Марьяша отрицательно покачала головой.
— Не хочешь, значит? Спастись не хочешь? — спросил Виля, похотливо оглядывая ее с головы до ног.
— Что будет со всеми, то и со мной, — гордо вскинув голову, ответила Марьяша. — Я для себя ничего не прошу, я прошу только, чтобы ты оставил здесь Эстер.
— Nein! Это невозможно. Я не могу отдать здорового человека взамен старухи. Да и что ты так вцепилась в эту Эстер — ей так или иначе скоро подыхать.
— Прошу тебя, Виля, — заставила себя Марьяша поласковей заговорить с Бухмиллером, — оставь ее, пусть она хоть немного еще побудет со мной!
— Nein, — упрямо покачал головой тот, — nein, aus-geschlossen!..[13] Кто она тебе? Мать родная? Да, я помню, слыхал — ты чуть было не вышла замуж за ее сына Эзру. Так ведь с. тех пор немало воды утекло — ты вышла за другого, Эзра тоже обзавелся семьей… В чем же дело? Неужто ты до сих пор думаешь о нем?.. Так запомни — с войны он уже не вернется, да и муж твой тоже.

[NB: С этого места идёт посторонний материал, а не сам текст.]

//! Shared API response types
//!
//! Timestamps are serialized as RFC 3339 strings.

use serde::{Deserialize, Serialize};

use crate::models::{Inquiry, Listing, PagedResult, Realtor};

// ============================================================================
// Listing Response Types
// ============================================================================

/// Listing as returned by the JSON endpoints
#[derive(Debug, Serialize, Deserialize)]
pub struct ListingResponse {
    pub id: i64,
    pub realtor_id: i64,
    pub title: String,
    pub address: String,
    pub city: String,
    pub state: String,
    pub zipcode: String,
    pub description: String,
    pub price: i64,
    pub bedrooms: i64,
    pub bathrooms: f64,
    pub sqft: i64,
    pub list_date: String,
    #[serde(skip_serializing_if = "Option::is_none")]
    pub realtor: Option<RealtorInfo>,
}

/// Realtor contact details embedded in a listing detail response
#[derive(Debug, Serialize, Deserialize, Clone)]
pub struct RealtorInfo {
    pub id: i64,
    pub name: String,
    pub phone: String,
    pub email: String,
    pub is_mvp: bool,
}

/// Paginated listing response
#[derive(Debug, Serialize)]
pub struct PaginatedListingsResponse {
    pub listings: Vec<ListingResponse>,
    pub total: i64,
    pub page: u32,
    pub page_size: u32,
    pub total_pages: u32,
    pub has_next: bool,
    pub has_prev: bool,
}

/// Search results; search is not paginated
#[derive(Debug, Serialize)]
pub struct SearchResponse {
    pub listings: Vec<ListingResponse>,
    pub total: usize,
}

// ============================================================================
// Inquiry Response Types
// ============================================================================

#[derive(Debug, Serialize, Deserialize)]
pub struct InquiryResponse {
    pub id: i64,
    pub listing_id: i64,
    pub listing: String,
    pub name: String,
    pub email: String,
    pub phone: String,
    pub message: String,
    pub user_id: i64,
    pub contact_date: String,
}

// ============================================================================
// Conversions
// ============================================================================

impl From<Listing> for ListingResponse {
    fn from(listing: Listing) -> Self {
        Self {
            id: listing.id,
            realtor_id: listing.realtor_id,
            title: listing.title,
            address: listing.address,
            city: listing.city,
            state: listing.state,
            zipcode: listing.zipcode,
            description: listing.description,
            price: listing.price,
            bedrooms: listing.bedrooms,
            bathrooms: listing.bathrooms,
            sqft: listing.sqft,
            list_date: listing.list_date.to_rfc3339(),
            realtor: None,
        }
    }
}

impl ListingResponse {
    /// Add realtor contact details to the response
    pub fn with_realtor(mut self, realtor: Option<Realtor>) -> Self {
        self.realtor = realtor.map(|r| RealtorInfo {
            id: r.id,
            name: r.name,
            phone: r.phone,
            email: r.email,
            is_mvp: r.is_mvp,
        });
        self
    }
}

impl From<PagedResult<Listing>> for PaginatedListingsResponse {
    fn from(result: PagedResult<Listing>) -> Self {
        let total_pages = result.total_pages();
        let has_next = result.has_next();
        let has_prev = result.has_prev();
        Self {
            total: result.total,
            page: result.page,
            page_size: result.per_page,
            total_pages,
            has_next,
            has_prev,
            listings: result.items.into_iter().map(Into::into).collect(),
        }
    }
}

impl From<Vec<Listing>> for SearchResponse {
    fn from(listings: Vec<Listing>) -> Self {
        Self {
            total: listings.len(),
            listings: listings.into_iter().map(Into::into).collect(),
        }
    }
}

impl From<Inquiry> for InquiryResponse {
    fn from(inquiry: Inquiry) -> Self {
        Self {
            id: inquiry.id,
            listing_id: inquiry.listing_id,
            listing: inquiry.listing,
            name: inquiry.name,
            email: inquiry.email,
            phone: inquiry.phone,
            message: inquiry.message,
            user_id: inquiry.user_id,
            contact_date: inquiry.contact_date.to_rfc3339(),
        }
    }
}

— Почем знать, — возразила Марьяша.
Нет, уж это наверняка: если они попадут в плен, им, как евреям, несдобровать, а может, и в бою уложит немецкая пуля. Так или иначе, а в живых им не остаться.
Марьяшу так и подмывало швырнуть в самодовольного наглеца чем попало, но, надеясь как-нибудь облегчить судьбу Эстер, она опять взяла себя в руки. Однако на все ее настойчивые просьбы Бухмиллер упрямо твердил свое:
— Nein, nein und noch ein Mahl nein. Das ist unmöglieh[14].
Разбитая, отчаявшаяся, Марьяша ушла домой.
— Это ты, Марьяша? — заслышав шаги, окликнула ее Эстер, сидевшая, пригорюнясь, в дальнем углу комнаты.